Posted by on Aug 14, 2018 in Paterson Portfolio Review | 0 comments

On balance, July offered up a solid start to the third quarter. Despite the increasing global trade war, economic growth numbers to pointed to continued expansion. Corporate earnings, particularly in the U.S. were strong, thanks largely to the tax cuts introduced by President Trump back in December. Investors also took some solace in indications the U.S. may be willing to pull back a bit on the trade front, after the U.S. and Europe agreed to a cease fire on tariffs while a new trade deal is negotiated. There were also signs that the U.S. may be willing to reopen NAFTA negotiations.

While there was some give from the U.S, they continued to play hardball with China, as another round of tariffs are set to kick in in August. China has implemented another round of retaliatory tariffs. While the trade situation may appear as dire as it was a few months ago, it is far from being resolved.

In this environment, equity markets were largely higher, with U.S. stocks leading the way as the S&P 500 rose by 3.7% in the month. European equities were also higher, rallying up 3.2%. Closer to home, the S&P/TSX Composite Index gained 1.2% with financials and industrials leading the way.

The U.S. dollar lost some ground, ending the month at $1.3017, down from $1.3168 in June.

Turning to bonds, upward pressure on yield pushed prices lower. The FTSE/TMX Canada Universe Bond Index lost 0.2%. Corporate bonds outpaced government bonds, as a lighter new issue calendar helped bring dealer inventories down and move the supply demand closer to equilibrium.

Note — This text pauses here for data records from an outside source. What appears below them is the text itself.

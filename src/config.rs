//! Client configuration: credentials and endpoint options.
//!
//! Provides a type-safe interface for configuring the REST and WebSocket
//! endpoints, plus the URL and header construction shared by the request
//! gateway and the session negotiator.
//!
//! # Example
//!
//! ```
//! use flowthings::config::{ApiOptions, WsOptions};
//!
//! let api = ApiOptions::new()
//!     .with_host("api.example.test")
//!     .with_secure(false);
//!
//! assert_eq!(api.base_url("alice"), "http://api.example.test/v0.1/alice");
//!
//! let ws = WsOptions::new();
//! assert_eq!(ws.session_url(), "https://ws.flowthings.io/session");
//! ```

// ============================================================================
// Constants
// ============================================================================

/// Header carrying the account identifier.
pub const HEADER_ACCOUNT: &str = "X-Auth-Account";

/// Header carrying the auth token.
pub const HEADER_TOKEN: &str = "X-Auth-Token";

// ============================================================================
// Credentials
// ============================================================================

/// Account credentials attached to every request and handshake.
///
/// Immutable after construction.
#[derive(Debug, Clone, PartialEq, Eq)]
pub struct Credentials {
    /// Account identifier.
    pub account: String,
    /// Auth token.
    pub token: String,
}

impl Credentials {
    /// Creates credentials from an account identifier and token.
    #[inline]
    #[must_use]
    pub fn new(account: impl Into<String>, token: impl Into<String>) -> Self {
        Self {
            account: account.into(),
            token: token.into(),
        }
    }

    /// Returns the auth headers as name/value pairs.
    #[inline]
    #[must_use]
    pub fn headers(&self) -> [(&'static str, &str); 2] {
        [
            (HEADER_ACCOUNT, self.account.as_str()),
            (HEADER_TOKEN, self.token.as_str()),
        ]
    }
}

// ============================================================================
// ApiOptions
// ============================================================================

/// REST endpoint configuration.
#[derive(Debug, Clone, PartialEq, Eq)]
pub struct ApiOptions {
    /// API hostname.
    pub host: String,
    /// API version, appearing as `/v<version>` in the URL.
    pub version: String,
    /// Use TLS (`https`) when `true`.
    pub secure: bool,
}

impl Default for ApiOptions {
    fn default() -> Self {
        Self {
            host: "api.flowthings.io".to_string(),
            version: "0.1".to_string(),
            secure: true,
        }
    }
}

impl ApiOptions {
    /// Creates options with the platform defaults.
    #[inline]
    #[must_use]
    pub fn new() -> Self {
        Self::default()
    }

    /// Sets the API hostname.
    #[inline]
    #[must_use]
    pub fn with_host(mut self, host: impl Into<String>) -> Self {
        self.host = host.into();
        self
    }

    /// Sets the API version.
    #[inline]
    #[must_use]
    pub fn with_version(mut self, version: impl Into<String>) -> Self {
        self.version = version.into();
        self
    }

    /// Enables or disables TLS.
    #[inline]
    #[must_use]
    pub fn with_secure(mut self, secure: bool) -> Self {
        self.secure = secure;
        self
    }

    /// Builds the account-scoped base URL, without a resource path.
    ///
    /// Shape: `<scheme>://<host>/v<version>/<account>`.
    #[must_use]
    pub fn base_url(&self, account: &str) -> String {
        let scheme = if self.secure { "https" } else { "http" };
        format!("{scheme}://{}/v{}/{account}", self.host, self.version)
    }
}

// ============================================================================
// WsOptions
// ============================================================================

/// WebSocket endpoint configuration.
#[derive(Debug, Clone, PartialEq, Eq)]
pub struct WsOptions {
    /// WebSocket gateway hostname.
    pub host: String,
    /// Use TLS (`https` handshake, `wss` socket) when `true`.
    pub secure: bool,
}

impl Default for WsOptions {
    fn default() -> Self {
        Self {
            host: "ws.flowthings.io".to_string(),
            secure: true,
        }
    }
}

impl WsOptions {
    /// Creates options with the platform defaults.
    #[inline]
    #[must_use]
    pub fn new() -> Self {
        Self::default()
    }

    /// Sets the gateway hostname.
    #[inline]
    #[must_use]
    pub fn with_host(mut self, host: impl Into<String>) -> Self {
        self.host = host.into();
        self
    }

    /// Enables or disables TLS.
    #[inline]
    #[must_use]
    pub fn with_secure(mut self, secure: bool) -> Self {
        self.secure = secure;
        self
    }

    /// Builds the handshake URL: `<http(s)>://<host>/session`.
    #[must_use]
    pub fn session_url(&self) -> String {
        let scheme = if self.secure { "https" } else { "http" };
        format!("{scheme}://{}/session", self.host)
    }

    /// Builds the socket URL for a negotiated session:
    /// `<ws(s)>://<host>/session/<id>/ws`.
    #[must_use]
    pub fn socket_url(&self, session_id: &str) -> String {
        let scheme = if self.secure { "wss" } else { "ws" };
        format!("{scheme}://{}/session/{session_id}/ws", self.host)
    }
}

// ============================================================================
// Tests
// ============================================================================
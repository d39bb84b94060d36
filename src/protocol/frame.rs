//! Inbound frame parsing.
//!
//! Every inbound text frame is one of two shapes:
//!
//! - a pushed event, `{"type": "message", "value": {...}}`, fanned out to
//!   topic subscribers;
//! - a reply envelope, `{"head": {"ok": bool, "msgId": n, ...}, "body": ...}`,
//!   correlated to a pending request.
//!
//! Anything without `type == "message"` is treated as a reply envelope.

// ============================================================================
// Imports
// ============================================================================

use serde::Deserialize;
use serde_json::Value;

use crate::error::{Error, Result};

// ============================================================================
// ReplyHead
// ============================================================================

/// The `head` of a reply envelope.
#[derive(Debug, Clone, Deserialize)]
pub struct ReplyHead {
    /// Whether the request succeeded.
    pub ok: bool,

    /// Identifier of the request this reply answers.
    #[serde(rename = "msgId")]
    pub msg_id: u64,

    /// HTTP-like status code, when the server includes one.
    #[serde(default)]
    pub status: Option<u64>,

    /// Expanded references, when the server includes them.
    #[serde(default)]
    pub references: Option<Value>,
}

// ============================================================================
// Reply
// ============================================================================

/// A reply envelope correlated to an outstanding request.
#[derive(Debug, Clone)]
pub struct Reply {
    /// Parsed envelope head.
    pub head: ReplyHead,
    /// The envelope body.
    pub body: Value,
    /// The complete envelope as received, surfaced on rejection.
    pub envelope: Value,
}

// ============================================================================
// PushedEvent
// ============================================================================

/// An inbound pushed event, not tied to any outstanding request.
///
/// Dispatched independently under both its flow id and its path, so a
/// caller may subscribe to the same logical stream by either key.
#[derive(Debug, Clone)]
pub struct PushedEvent {
    /// Flow id of the originating stream.
    pub flow_id: Option<String>,
    /// Path of the originating stream.
    pub path: Option<String>,
    /// The pushed payload.
    pub value: Value,
}

// ============================================================================
// InboundFrame
// ============================================================================

/// Tagged union over the two inbound frame shapes.
#[derive(Debug, Clone)]
pub enum InboundFrame {
    /// Pushed event for topic fan-out.
    Push(PushedEvent),
    /// Reply envelope for request correlation.
    Reply(Reply),
}

impl InboundFrame {
    /// Parses a raw text frame.
    ///
    /// # Errors
    ///
    /// - [`Error::Json`] if the frame is not valid JSON
    /// - [`Error::Protocol`] if a reply envelope has no parseable head
    pub fn parse(text: &str) -> Result<Self> {
        let value: Value = serde_json::from_str(text)?;

        if value.get("type").and_then(Value::as_str) == Some("message") {
            let payload = value.get("value").cloned().unwrap_or(Value::Null);
            let flow_id = payload
                .get("flowId")
                .and_then(Value::as_str)
                .map(str::to_string);
            let path = payload
                .get("path")
                .and_then(Value::as_str)
                .map(str::to_string);

            return Ok(Self::Push(PushedEvent {
                flow_id,
                path,
                value: payload,
            }));
        }

        let head = value
            .get("head")
            .cloned()
            .ok_or_else(|| Error::protocol("reply envelope without head"))?;
        let head: ReplyHead = serde_json::from_value(head)
            .map_err(|e| Error::protocol(format!("bad reply head: {e}")))?;
        let body = value.get("body").cloned().unwrap_or(Value::Null);

        Ok(Self::Reply(Reply {
            head,
            body,
            envelope: value,
        }))
    }
}

// ============================================================================
// Tests
// ============================================================================
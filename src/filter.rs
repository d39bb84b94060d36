//! Filter-expression compiler.
//!
//! Translates a structured query value into the platform's textual boolean
//! filter language. A pre-formed textual filter passes through unchanged.
//!
//! # Compilation Rules
//!
//! Applied per key/value pair at each mapping level, clauses joined with
//! `&&` and individually parenthesized:
//!
//! | Shape | Output |
//! |-------|--------|
//! | `$and: [..]` / `$or: [..]` | sub-filters joined with `&&` / `\|\|`, wrapped once |
//! | `{ $regex: "pat" }` or `{ $regex: ["pat", "gim"] }` | `key =~ /pat/gim`, `/` escaped as `\/` |
//! | `{ $lt \| $lte \| $gt \| $gte: lit }` | `key <op> <json-literal>` |
//! | anything else | `key == <json-literal>` |
//!
//! # Example
//!
//! ```
//! use flowthings::filter::Filter;
//! use serde_json::json;
//!
//! let filter = Filter::query(json!({"age": {"$gte": 5}}));
//! assert_eq!(filter.compile(), "(age >= 5)");
//! ```
//!
//! There are no error paths: malformed input compiles to a malformed but
//! syntactically valid string, matching the platform's own client
//! libraries.

// ============================================================================
// Imports
// ============================================================================

use std::fmt;

use serde_json::{Map, Value, json};

// ============================================================================
// Comparison Operators
// ============================================================================

/// Comparison operator keys in lookup order.
const COMPARISONS: [(&str, &str); 4] = [
    ("$lt", "<"),
    ("$lte", "<="),
    ("$gt", ">"),
    ("$gte", ">="),
];

// ============================================================================
// RegexFlags
// ============================================================================

/// Regex flags emitted in fixed `g`, `i`, `m` order.
#[derive(Debug, Clone, Copy, Default, PartialEq, Eq)]
pub struct RegexFlags {
    /// Global match.
    pub global: bool,
    /// Case-insensitive match.
    pub case_insensitive: bool,
    /// Multiline match.
    pub multiline: bool,
}

impl RegexFlags {
    /// Creates an empty flag set.
    #[inline]
    #[must_use]
    pub const fn new() -> Self {
        Self {
            global: false,
            case_insensitive: false,
            multiline: false,
        }
    }

    /// Enables global matching.
    #[inline]
    #[must_use]
    pub const fn global(mut self) -> Self {
        self.global = true;
        self
    }

    /// Enables case-insensitive matching.
    #[inline]
    #[must_use]
    pub const fn case_insensitive(mut self) -> Self {
        self.case_insensitive = true;
        self
    }

    /// Enables multiline matching.
    #[inline]
    #[must_use]
    pub const fn multiline(mut self) -> Self {
        self.multiline = true;
        self
    }
}

impl fmt::Display for RegexFlags {
    fn fmt(&self, f: &mut fmt::Formatter<'_>) -> fmt::Result {
        if self.global {
            f.write_str("g")?;
        }
        if self.case_insensitive {
            f.write_str("i")?;
        }
        if self.multiline {
            f.write_str("m")?;
        }
        Ok(())
    }
}

// ============================================================================
// Filter
// ============================================================================

/// A filter: either a pre-formed expression or a structured query value.
#[derive(Debug, Clone, PartialEq)]
pub enum Filter {
    /// Pre-formed textual filter, passed through unchanged.
    Raw(String),
    /// Structured query value, compiled on use.
    Query(Value),
}

impl Filter {
    /// Creates a raw filter from a pre-formed expression.
    #[inline]
    #[must_use]
    pub fn raw(expr: impl Into<String>) -> Self {
        Self::Raw(expr.into())
    }

    /// Creates a filter from a structured query value.
    #[inline]
    #[must_use]
    pub fn query(value: Value) -> Self {
        Self::Query(value)
    }

    /// Builds a regex clause value: `{"$regex": [pattern, flags]}`.
    ///
    /// Embed it in a query under the key to match:
    ///
    /// ```
    /// use flowthings::filter::{Filter, RegexFlags};
    /// use serde_json::json;
    ///
    /// let clause = Filter::regex("^a/b", RegexFlags::new().case_insensitive());
    /// let filter = Filter::query(json!({"name": clause}));
    /// assert_eq!(filter.compile(), r"(name =~ /^a\/b/i)");
    /// ```
    #[must_use]
    pub fn regex(pattern: impl Into<String>, flags: RegexFlags) -> Value {
        json!({"$regex": [pattern.into(), flags.to_string()]})
    }

    /// Compiles to the textual filter expression.
    #[must_use]
    pub fn compile(&self) -> String {
        match self {
            Self::Raw(expr) => expr.clone(),
            Self::Query(value) => compile_value(value),
        }
    }
}

impl From<&str> for Filter {
    fn from(expr: &str) -> Self {
        Self::raw(expr)
    }
}

impl From<String> for Filter {
    fn from(expr: String) -> Self {
        Self::Raw(expr)
    }
}

impl From<Value> for Filter {
    fn from(value: Value) -> Self {
        Self::Query(value)
    }
}

// ============================================================================
// Compiler
// ============================================================================

/// Compiles one mapping level; non-mappings compile to an empty string.
fn compile_value(spec: &Value) -> String {
    let Some(map) = spec.as_object() else {
        return String::new();
    };
    compile_map(map)
}

fn compile_map(map: &Map<String, Value>) -> String {
    let mut clauses = Vec::with_capacity(map.len());

    for (key, val) in map {
        let clause = match key.as_str() {
            "$and" => combine(val, "&&"),
            "$or" => combine(val, "||"),
            _ => {
                if let Some(regex) = val.get("$regex") {
                    format!("{key} =~ {}", regex_literal(regex))
                } else if let Some((op, literal)) = comparison(val) {
                    format!("{key} {op} {literal}")
                } else {
                    format!("{key} == {}", json_literal(val))
                }
            }
        };
        clauses.push(format!("({clause})"));
    }

    clauses.join("&&")
}

/// Joins a sequence of sub-filters with the given logical operator.
fn combine(val: &Value, op: &str) -> String {
    let Some(items) = val.as_array() else {
        return String::new();
    };
    items
        .iter()
        .map(compile_value)
        .collect::<Vec<_>>()
        .join(op)
}

/// Returns the first matching comparison operator and its JSON literal.
fn comparison(val: &Value) -> Option<(&'static str, String)> {
    for (marker, op) in COMPARISONS {
        if let Some(literal) = val.get(marker) {
            return Some((op, json_literal(literal)));
        }
    }
    None
}

/// Builds a `/pattern/flags` literal from a `$regex` value.
///
/// Accepts a bare pattern string or a `[pattern, flags]` pair; `/` in the
/// pattern is escaped as `\/`.
fn regex_literal(regex: &Value) -> String {
    let (pattern, flags) = match regex {
        Value::Array(pair) => (
            pair.first().and_then(Value::as_str).unwrap_or_default(),
            pair.get(1).and_then(Value::as_str).unwrap_or_default(),
        ),
        other => (other.as_str().unwrap_or_default(), ""),
    };
    format!("/{}/{flags}", pattern.replace('/', "\\/"))
}

/// JSON-encodes a literal value.
fn json_literal(val: &Value) -> String {
    // Value serialization to a string cannot fail.
    serde_json::to_string(val).unwrap_or_default()
}

// ============================================================================
// Tests
// ============================================================================

#[cfg(test)]
mod tests {
    use super::*;

    use serde_json::json;

    #[test]
    fn test_equality_clause() {
        let filter = Filter::query(json!({"foo": "bar"}));
        assert_eq!(filter.compile(), r#"(foo == "bar")"#);
    }

    #[test]
    fn test_comparison_clauses() {
        assert_eq!(Filter::query(json!({"age": {"$gte": 5}})).compile(), "(age >= 5)");
        assert_eq!(Filter::query(json!({"age": {"$lt": 10}})).compile(), "(age < 10)");
        assert_eq!(Filter::query(json!({"age": {"$lte": 10}})).compile(), "(age <= 10)");
        assert_eq!(Filter::query(json!({"age": {"$gt": 0}})).compile(), "(age > 0)");
    }

    #[test]
    fn test_multiple_keys_joined_with_and() {
        let filter = Filter::query(json!({"foo": "bar", "age": {"$gte": 5}}));
        assert_eq!(filter.compile(), r#"(foo == "bar")&&(age >= 5)"#);
    }

    #[test]
    fn test_and_combinator() {
        let filter = Filter::query(json!({"$and": [{"a": 1}, {"b": 2}]}));
        assert_eq!(filter.compile(), "((a == 1)&&(b == 2))");
    }

    #[test]
    fn test_or_combinator() {
        let filter = Filter::query(json!({"$or": [{"a": 1}, {"b": 2}]}));
        assert_eq!(filter.compile(), "((a == 1)||(b == 2))");
    }

    #[test]
    fn test_nested_combinators() {
        let filter = Filter::query(json!({
            "$or": [{"a": {"$lt": 3}}, {"$and": [{"b": 2}, {"c": 3}]}]
        }));
        assert_eq!(filter.compile(), "((a < 3)||((b == 2)&&(c == 3)))");
    }

    #[test]
    fn test_regex_bare_pattern() {
        let filter = Filter::query(json!({"name": {"$regex": "^fl.w"}}));
        assert_eq!(filter.compile(), "(name =~ /^fl.w/)");
    }

    #[test]
    fn test_regex_pattern_with_flags() {
        let filter = Filter::query(json!({"name": {"$regex": ["^fl.w", "gim"]}}));
        assert_eq!(filter.compile(), "(name =~ /^fl.w/gim)");
    }

    #[test]
    fn test_regex_slash_escaping() {
        let filter = Filter::query(json!({"path": {"$regex": "/flow/a"}}));
        assert_eq!(filter.compile(), r"(path =~ /\/flow\/a/)");
    }

    #[test]
    fn test_regex_helper_flag_order() {
        let flags = RegexFlags::new().multiline().global().case_insensitive();
        // Fixed g/i/m order regardless of construction order.
        assert_eq!(flags.to_string(), "gim");

        let clause = Filter::regex("x", flags);
        assert_eq!(clause, json!({"$regex": ["x", "gim"]}));
    }

    #[test]
    fn test_raw_passthrough() {
        let filter = Filter::raw("(foo == 1)");
        assert_eq!(filter.compile(), "(foo == 1)");
    }

    #[test]
    fn test_array_literal_equality() {
        let filter = Filter::query(json!({"tags": ["a", "b"]}));
        assert_eq!(filter.compile(), r#"(tags == ["a","b"])"#);
    }

    #[test]
    fn test_non_mapping_compiles_empty() {
        assert_eq!(Filter::query(json!(42)).compile(), "");
    }
}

The portfolios were all higher. Our most defensive Conservative Portfolio rose by 0.4%, which outpaced its benchmark thanks to a strong outperformance from the RBC Global Corporate Bond Fund, and the Sentry Select Small Mid Cap Income Fund.

Our Balanced Portfolio rose by 0.5% but trailed the benchmark. The defensively positioned Fidelity Canadian Large Cap and the very growthy TD U.S. Blue Chip both significantly trailed their benchmarks, muting the relative performance of the portfolio.

For our most aggressive all equity Growth Portfolio, it was a similar story, posting a very respectable 1.1% gain, but failed to keep pace with its benchmark. Again, it was the Fidelity and TD offerings that were responsible for most of the underperformance.

For a more thorough review of the portfolios’ performance and risk reward metrics, you can download our standard monthly portfolio report here. Additional detail can be found in these reports generated by Morningstar. A summary report can be downloaded here, while the more detailed report can be downloaded here.

As we head into August, I don’t expect much activity and am expecting largely rangebound markets. Many are on vacation and volumes tend to lighter than normal. That said, given all that’s on the horizon, I expect it to be a very eventful fall. Our portfolios remain very well positioned for a volatile market environment.